The name "realise" reflects the operation of "making the value real" by extracting it from the Result wrapper. Unlike unsafe unwrap operations in other languages, .realise() always requires a default value, ensuring your code never crashes from unwrapping an error state.

Common patterns: - Numeric defaults: .realise(0) or .realise(-1) - String defaults: .realise("") for empty strings - Boolean defaults: .realise(false) for failure states - Using the default to indicate error: let i32 result = compute().realise(-1) where -1 signals failure

Error Propagation (?? operator)

The ?? operator provides elegant error propagation - it unwraps successful results and automatically returns errors to the caller. This is one of Sushi's most powerful features for writing clean error-handling code:

use <io/files>

fn read_config() string | FileError:
    # If open fails, ?? returns Err immediately
    let file f = open("config.txt", FileMode.Read())??

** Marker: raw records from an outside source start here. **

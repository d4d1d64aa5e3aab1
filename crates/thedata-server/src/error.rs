use crate::service::LifecycleState;
use axum::http::StatusCode;
use axum::response::{IntoResponse, Response};
use thiserror::Error;

#[derive(Debug, Error)]
pub enum ServiceError {
    #[error("failed to connect to NATS at {url}: {reason}")]
    BrokerConnect { url: String, reason: String },

    #[error("failed to close NATS connection: {0}")]
    BrokerClose(String),

    #[error("service already started (state: {0})")]
    AlreadyStarted(LifecycleState),

    #[error("NATS connection is not available")]
    Unavailable {
        state: LifecycleState,
        broker_connected: bool,
    },
}

// ---------------------------------------------------------------------------
// AppError — unified error type for HTTP responses
// ---------------------------------------------------------------------------

/// Unified error type for HTTP responses.
#[derive(Debug)]
pub struct AppError(pub anyhow::Error);

impl IntoResponse for AppError {
    fn into_response(self) -> Response {
        let Some(e) = self.0.downcast_ref::<ServiceError>() else {
            let body = serde_json::json!({ "error": self.0.to_string() });
            return (StatusCode::INTERNAL_SERVER_ERROR, axum::Json(body)).into_response();
        };

        let (status, body) = match e {
            ServiceError::Unavailable {
                state,
                broker_connected,
            } => (
                StatusCode::SERVICE_UNAVAILABLE,
                serde_json::json!({
                    "error": e.to_string(),
                    "state": state,
                    "broker_connected": broker_connected,
                }),
            ),
            ServiceError::AlreadyStarted(_) => {
                (StatusCode::CONFLICT, serde_json::json!({ "error": e.to_string() }))
            }
            ServiceError::BrokerConnect { .. } | ServiceError::BrokerClose(_) => (
                StatusCode::BAD_GATEWAY,
                serde_json::json!({ "error": e.to_string() }),
            ),
        };
        (status, axum::Json(body)).into_response()
    }
}

impl<E> From<E> for AppError
where
    E: Into<anyhow::Error>,
{
    fn from(err: E) -> Self {
        Self(err.into())
    }
}

#[cfg(test)]
mod tests {
    use super::*;

    #[test]
    fn unavailable_maps_to_503() {
        let err = AppError::from(ServiceError::Unavailable {
            state: LifecycleState::Uninitialized,
            broker_connected: false,
        });
        assert_eq!(err.into_response().status(), StatusCode::SERVICE_UNAVAILABLE);
    }

    #[test]
    fn already_started_maps_to_409() {
        let err = AppError::from(ServiceError::AlreadyStarted(LifecycleState::Connected));
        assert_eq!(err.into_response().status(), StatusCode::CONFLICT);
    }

    #[test]
    fn broker_connect_maps_to_502() {
        let err = AppError::from(ServiceError::BrokerConnect {
            url: "nats://localhost:4222".into(),
            reason: "connection refused".into(),
        });
        assert_eq!(err.into_response().status(), StatusCode::BAD_GATEWAY);
    }

    #[test]
    fn unknown_error_maps_to_500() {
        let err = AppError(anyhow::anyhow!("boom"));
        assert_eq!(
            err.into_response().status(),
            StatusCode::INTERNAL_SERVER_ERROR
        );
    }
}
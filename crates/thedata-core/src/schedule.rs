//! Cron-driven schedules bound to jobs.
//!
//! A [`ScheduleDefinition`] only records *when* a job should run. Firing it
//! is up to the external scheduler; [`CronSchedule::next_after`] exists so
//! the registration surface can show upcoming ticks. All times are UTC.

use crate::asset::validate_key;
use crate::error::{DataError, Result};
use chrono::{DateTime, Datelike, Duration, NaiveDate, NaiveDateTime, Timelike, Utc};
use serde::{Deserialize, Serialize};
use std::fmt;
use std::str::FromStr;

// ---------------------------------------------------------------------------
// CronSchedule
// ---------------------------------------------------------------------------

const MONTH_NAMES: [&str; 12] = [
    "jan", "feb", "mar", "apr", "may", "jun", "jul", "aug", "sep", "oct", "nov", "dec",
];
const DAY_NAMES: [&str; 7] = ["sun", "mon", "tue", "wed", "thu", "fri", "sat"];

// Give up looking for a match this many years past the start.
const SEARCH_YEARS: i32 = 5;

/// A parsed five-field cron expression: minute, hour, day of month, month,
/// day of week.
///
/// Each field is a bitmask of allowed values. When both day fields are
/// restricted (neither starts with `*`), a day matches if either does.
#[derive(Debug, Clone, PartialEq, Eq, Serialize, Deserialize)]
#[serde(try_from = "String", into = "String")]
pub struct CronSchedule {
    expr: String,
    minutes: u64,
    hours: u64,
    days_of_month: u64,
    months: u64,
    days_of_week: u64,
    dom_restricted: bool,
    dow_restricted: bool,
}

struct CronField {
    name: &'static str,
    min: u32,
    max: u32,
    names: &'static [&'static str],
    // Offset added to a name's index to get its value.
    name_base: u32,
}

const MINUTE: CronField = CronField {
    name: "minute",
    min: 0,
    max: 59,
    names: &[],
    name_base: 0,
};
const HOUR: CronField = CronField {
    name: "hour",
    min: 0,
    max: 23,
    names: &[],
    name_base: 0,
};
const DAY_OF_MONTH: CronField = CronField {
    name: "day of month",
    min: 1,
    max: 31,
    names: &[],
    name_base: 0,
};
const MONTH: CronField = CronField {
    name: "month",
    min: 1,
    max: 12,
    names: &MONTH_NAMES,
    name_base: 1,
};
const DAY_OF_WEEK: CronField = CronField {
    name: "day of week",
    min: 0,
    max: 7,
    names: &DAY_NAMES,
    name_base: 0,
};

impl CronSchedule {
    pub fn parse(expr: &str) -> Result<Self> {
        let invalid = |reason: String| DataError::InvalidCron {
            expr: expr.to_string(),
            reason,
        };

        let fields: Vec<&str> = expr.split_whitespace().collect();
        if fields.len() != 5 {
            return Err(invalid(format!("expected 5 fields, found {}", fields.len())));
        }

        let minutes = parse_field(fields[0], &MINUTE).map_err(invalid)?;
        let hours = parse_field(fields[1], &HOUR).map_err(invalid)?;
        let days_of_month = parse_field(fields[2], &DAY_OF_MONTH).map_err(invalid)?;
        let months = parse_field(fields[3], &MONTH).map_err(invalid)?;
        let mut days_of_week = parse_field(fields[4], &DAY_OF_WEEK).map_err(invalid)?;
        // 7 is an alias for Sunday.
        if days_of_week & (1 << 7) != 0 {
            days_of_week = (days_of_week & !(1 << 7)) | 1;
        }

        Ok(Self {
            expr: fields.join(" "),
            minutes,
            hours,
            days_of_month,
            months,
            days_of_week,
            dom_restricted: !fields[2].starts_with('*'),
            dow_restricted: !fields[4].starts_with('*'),
        })
    }

    pub fn as_str(&self) -> &str {
        &self.expr
    }

    /// True if `t` (to the minute) matches the expression.
    pub fn matches(&self, t: &DateTime<Utc>) -> bool {
        let n = t.naive_utc();
        self.month_matches(n.date())
            && self.day_matches(n.date())
            && bit(self.hours, n.hour())
            && bit(self.minutes, n.minute())
    }

    /// First whole minute strictly after `after` that matches, or `None` if
    /// nothing matches within the search horizon (e.g. `0 0 30 2 *`).
    pub fn next_after(&self, after: &DateTime<Utc>) -> Option<DateTime<Utc>> {
        let start = after.naive_utc();
        let mut t =
            start.date().and_hms_opt(start.hour(), start.minute(), 0)? + Duration::minutes(1);
        let horizon = start.year() + SEARCH_YEARS;

        while t.year() <= horizon {
            let date = t.date();
            if !self.month_matches(date) {
                t = first_of_next_month(date)?.and_hms_opt(0, 0, 0)?;
                continue;
            }
            if !self.day_matches(date) {
                t = date.succ_opt()?.and_hms_opt(0, 0, 0)?;
                continue;
            }
            if !bit(self.hours, t.hour()) {
                t = truncate_to_hour(t)? + Duration::hours(1);
                continue;
            }
            if !bit(self.minutes, t.minute()) {
                t += Duration::minutes(1);
                continue;
            }
            return Some(t.and_utc());
        }
        None
    }

    /// The next `count` fire times after `after`.
    pub fn upcoming(&self, after: &DateTime<Utc>, count: usize) -> Vec<DateTime<Utc>> {
        let mut out = Vec::new();
        let mut cursor = *after;
        while out.len() < count {
            match self.next_after(&cursor) {
                Some(next) => {
                    out.push(next);
                    cursor = next;
                }
                None => break,
            }
        }
        out
    }

    fn month_matches(&self, date: NaiveDate) -> bool {
        bit(self.months, date.month())
    }

    fn day_matches(&self, date: NaiveDate) -> bool {
        let dom = bit(self.days_of_month, date.day());
        let dow = bit(self.days_of_week, date.weekday().num_days_from_sunday());
        if self.dom_restricted && self.dow_restricted {
            dom || dow
        } else {
            dom && dow
        }
    }
}

impl FromStr for CronSchedule {
    type Err = DataError;

    fn from_str(s: &str) -> Result<Self> {
        Self::parse(s)
    }
}

impl TryFrom<String> for CronSchedule {
    type Error = DataError;

    fn try_from(value: String) -> Result<Self> {
        Self::parse(&value)
    }
}

impl From<CronSchedule> for String {
    fn from(cron: CronSchedule) -> Self {
        cron.expr
    }
}

impl fmt::Display for CronSchedule {
    fn fmt(&self, f: &mut fmt::Formatter<'_>) -> fmt::Result {
        f.write_str(&self.expr)
    }
}

fn bit(mask: u64, value: u32) -> bool {
    mask & (1u64 << value) != 0
}

fn first_of_next_month(date: NaiveDate) -> Option<NaiveDate> {
    if date.month() == 12 {
        NaiveDate::from_ymd_opt(date.year() + 1, 1, 1)
    } else {
        NaiveDate::from_ymd_opt(date.year(), date.month() + 1, 1)
    }
}

fn truncate_to_hour(t: NaiveDateTime) -> Option<NaiveDateTime> {
    t.date().and_hms_opt(t.hour(), 0, 0)
}

fn parse_field(field: &str, field_def: &CronField) -> std::result::Result<u64, String> {
    let mut mask = 0u64;
    for part in field.split(',') {
        let (range, step) = match part.split_once('/') {
            Some((range, step)) => {
                let step: u32 = step
                    .parse()
                    .map_err(|_| format!("invalid step '{step}' in {} field", field_def.name))?;
                if step == 0 || step > field_def.max {
                    return Err(format!(
                        "step must be between 1 and {} in {} field",
                        field_def.max, field_def.name
                    ));
                }
                (range, Some(step))
            }
            None => (part, None),
        };

        let (lo, hi) = if range == "*" {
            (field_def.min, field_def.max)
        } else if let Some((a, b)) = range.split_once('-') {
            (parse_value(a, field_def)?, parse_value(b, field_def)?)
        } else {
            let v = parse_value(range, field_def)?;
            // `5/10` means "from 5 to the end, every 10".
            (v, if step.is_some() { field_def.max } else { v })
        };
        if lo > hi {
            return Err(format!("range {lo}-{hi} is reversed in {} field", field_def.name));
        }

        for v in (lo..=hi).step_by(step.unwrap_or(1) as usize) {
            mask |= 1u64 << v;
        }
    }
    Ok(mask)
}

fn parse_value(raw: &str, field_def: &CronField) -> std::result::Result<u32, String> {
    let lower = raw.to_ascii_lowercase();
    let value = match field_def.names.iter().position(|n| *n == lower) {
        Some(i) => i as u32 + field_def.name_base,
        None => raw
            .parse()
            .map_err(|_| format!("invalid value '{raw}' in {} field", field_def.name))?,
    };
    if value < field_def.min || value > field_def.max {
        return Err(format!(
            "value {value} out of range {}-{} in {} field",
            field_def.min, field_def.max, field_def.name
        ));
    }
    Ok(value)
}

// ---------------------------------------------------------------------------
// ScheduleDefinition
// ---------------------------------------------------------------------------

/// Fires a job on a cron expression.
#[derive(Debug, Clone, PartialEq, Serialize, Deserialize)]
pub struct ScheduleDefinition {
    pub name: String,
    pub job_name: String,
    pub cron: CronSchedule,
}

impl ScheduleDefinition {
    /// Schedule `job_name` on `cron`, named `<job_name>_schedule`.
    pub fn new(job_name: impl Into<String>, cron: &str) -> Result<Self> {
        let job_name = job_name.into();
        let name = format!("{job_name}_schedule");
        Self::named(name, job_name, cron)
    }

    pub fn named(name: impl Into<String>, job_name: impl Into<String>, cron: &str) -> Result<Self> {
        let name = name.into();
        let job_name = job_name.into();
        validate_key(&name)?;
        validate_key(&job_name)?;
        Ok(Self {
            name,
            job_name,
            cron: CronSchedule::parse(cron)?,
        })
    }
}

// ---------------------------------------------------------------------------
// Tests
// ---------------------------------------------------------------------------

#[cfg(test)]
mod tests {
    use super::*;
    use chrono::TimeZone;

    fn at(y: i32, mo: u32, d: u32, h: u32, mi: u32) -> DateTime<Utc> {
        Utc.with_ymd_and_hms(y, mo, d, h, mi, 0).unwrap()
    }

    #[test]
    fn every_fifteen_minutes() {
        let cron = CronSchedule::parse("*/15 * * * *").unwrap();
        let ticks = cron.upcoming(&at(2024, 3, 1, 10, 7), 5);
        assert_eq!(
            ticks,
            vec![
                at(2024, 3, 1, 10, 15),
                at(2024, 3, 1, 10, 30),
                at(2024, 3, 1, 10, 45),
                at(2024, 3, 1, 11, 0),
                at(2024, 3, 1, 11, 15),
            ]
        );
    }

    #[test]
    fn next_is_strictly_after() {
        let cron = CronSchedule::parse("*/15 * * * *").unwrap();
        assert_eq!(
            cron.next_after(&at(2024, 3, 1, 10, 15)),
            Some(at(2024, 3, 1, 10, 30))
        );
        let mid_minute = at(2024, 3, 1, 10, 14) + Duration::seconds(59);
        assert_eq!(cron.next_after(&mid_minute), Some(at(2024, 3, 1, 10, 15)));
    }

    #[test]
    fn rolls_over_year_end() {
        let cron = CronSchedule::parse("30 2 1 jan *").unwrap();
        assert_eq!(
            cron.next_after(&at(2024, 6, 1, 0, 0)),
            Some(at(2025, 1, 1, 2, 30))
        );
    }

    #[test]
    fn day_fields_combine_with_or_when_both_restricted() {
        // 13th of the month or any Friday.
        let cron = CronSchedule::parse("0 0 13 * 5").unwrap();
        // 2024-09-01 is a Sunday; the next Friday is the 6th.
        assert_eq!(
            cron.next_after(&at(2024, 9, 1, 0, 0)),
            Some(at(2024, 9, 6, 0, 0))
        );
        assert!(cron.matches(&at(2024, 9, 13, 0, 0)));
    }

    #[test]
    fn sunday_alias() {
        let seven = CronSchedule::parse("0 12 * * 7").unwrap();
        let zero = CronSchedule::parse("0 12 * * sun").unwrap();
        // 2024-09-08 is a Sunday.
        assert!(seven.matches(&at(2024, 9, 8, 12, 0)));
        assert!(zero.matches(&at(2024, 9, 8, 12, 0)));
        assert!(!seven.matches(&at(2024, 9, 9, 12, 0)));
    }

    #[test]
    fn lists_ranges_and_steps() {
        let cron = CronSchedule::parse("0,30 9-17/4 * * mon-fri").unwrap();
        assert!(cron.matches(&at(2024, 9, 9, 9, 30)));
        assert!(cron.matches(&at(2024, 9, 9, 13, 0)));
        assert!(cron.matches(&at(2024, 9, 9, 17, 0)));
        assert!(!cron.matches(&at(2024, 9, 9, 11, 0)));
        assert!(!cron.matches(&at(2024, 9, 8, 9, 0)));
    }

    #[test]
    fn largest_step_selects_only_the_start() {
        let cron = CronSchedule::parse("7/59 * * * *").unwrap();
        assert!(cron.matches(&at(2024, 3, 1, 10, 7)));
        assert!(!cron.matches(&at(2024, 3, 1, 10, 8)));
    }

    #[test]
    fn upcoming_with_huge_count_stops_when_nothing_matches() {
        let cron = CronSchedule::parse("0 0 30 2 *").unwrap();
        assert!(cron.upcoming(&at(2024, 1, 1, 0, 0), usize::MAX).is_empty());
    }

    #[test]
    fn impossible_date_yields_none() {
        let cron = CronSchedule::parse("0 0 30 2 *").unwrap();
        assert_eq!(cron.next_after(&at(2024, 1, 1, 0, 0)), None);
    }

    #[test]
    fn rejects_malformed_expressions() {
        for expr in [
            "* * * *",
            "* * * * * *",
            "60 * * * *",
            "* 24 * * *",
            "* * 0 * *",
            "* * * 13 *",
            "*/0 * * * *",
            "5-1 * * * *",
            "abc * * * *",
            "1-59/4294967295 * * * *",
            "*/60 * * * *",
            "* */25 * * *",
        ] {
            assert!(CronSchedule::parse(expr).is_err(), "expected invalid: {expr}");
        }
    }

    #[test]
    fn expression_is_normalized_and_serialized_as_string() {
        let cron = CronSchedule::parse("  */15  * * * * ").unwrap();
        assert_eq!(cron.as_str(), "*/15 * * * *");
        assert_eq!(serde_json::to_string(&cron).unwrap(), "\"*/15 * * * *\"");
    }

    #[test]
    fn schedule_default_name() {
        let schedule = ScheduleDefinition::new("sample_job", "*/15 * * * *").unwrap();
        assert_eq!(schedule.name, "sample_job_schedule");
        assert_eq!(schedule.job_name, "sample_job");
    }
}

    # Only reaches here if open succeeded
    let string content = f.read()
    f.close()
    return Result.Ok(content)

fn main() i32:
    let Result<string, FileError> config = read_config()
    # Handle config...
    return Result.Ok(0)

How it works: 1. If the Result is Ok(value), ?? extracts and returns the value 2. If the Result is Err(), ?? immediately returns Result.Err() from the current function 3. The error propagates up the call stack until someone handles it

RAII Safety: The ?? operator is fully integrated with Sushi's RAII (Resource Acquisition Is Initialization) system. When an error is propagated, all resources in the current scope are properly cleaned up before the function returns. This means you never leak memory or file handles when errors occur.

Advantages over manual error checking:

# Without ??: verbose and error-prone
fn process() string:
    let Result<file> f_result = open("data.txt", FileMode.Read())
    if (not f_result):
        return Result.Err()
    let file f = f_result.realise(...)  # How do we get a default file?
    # ... more manual checks

# With ??: clean and safe
fn process() string:
    let file f = open("data.txt", FileMode.Read())??
    let string data = f.read()
    return Result.Ok(data)

The ?? operator makes error handling code read almost like non-error-handling code, while maintaining full safety and explicit error propagation.

Maybe for Optional Values

Maybe<T> is Sushi's type-safe way to represent values that might or might not exist. It replaces the dangerous practice of using sentinel values (like -1, null, or empty strings) to indicate "no value". With Maybe<T>, the absence of a value is encoded in the type system, making it impossible to forget to check.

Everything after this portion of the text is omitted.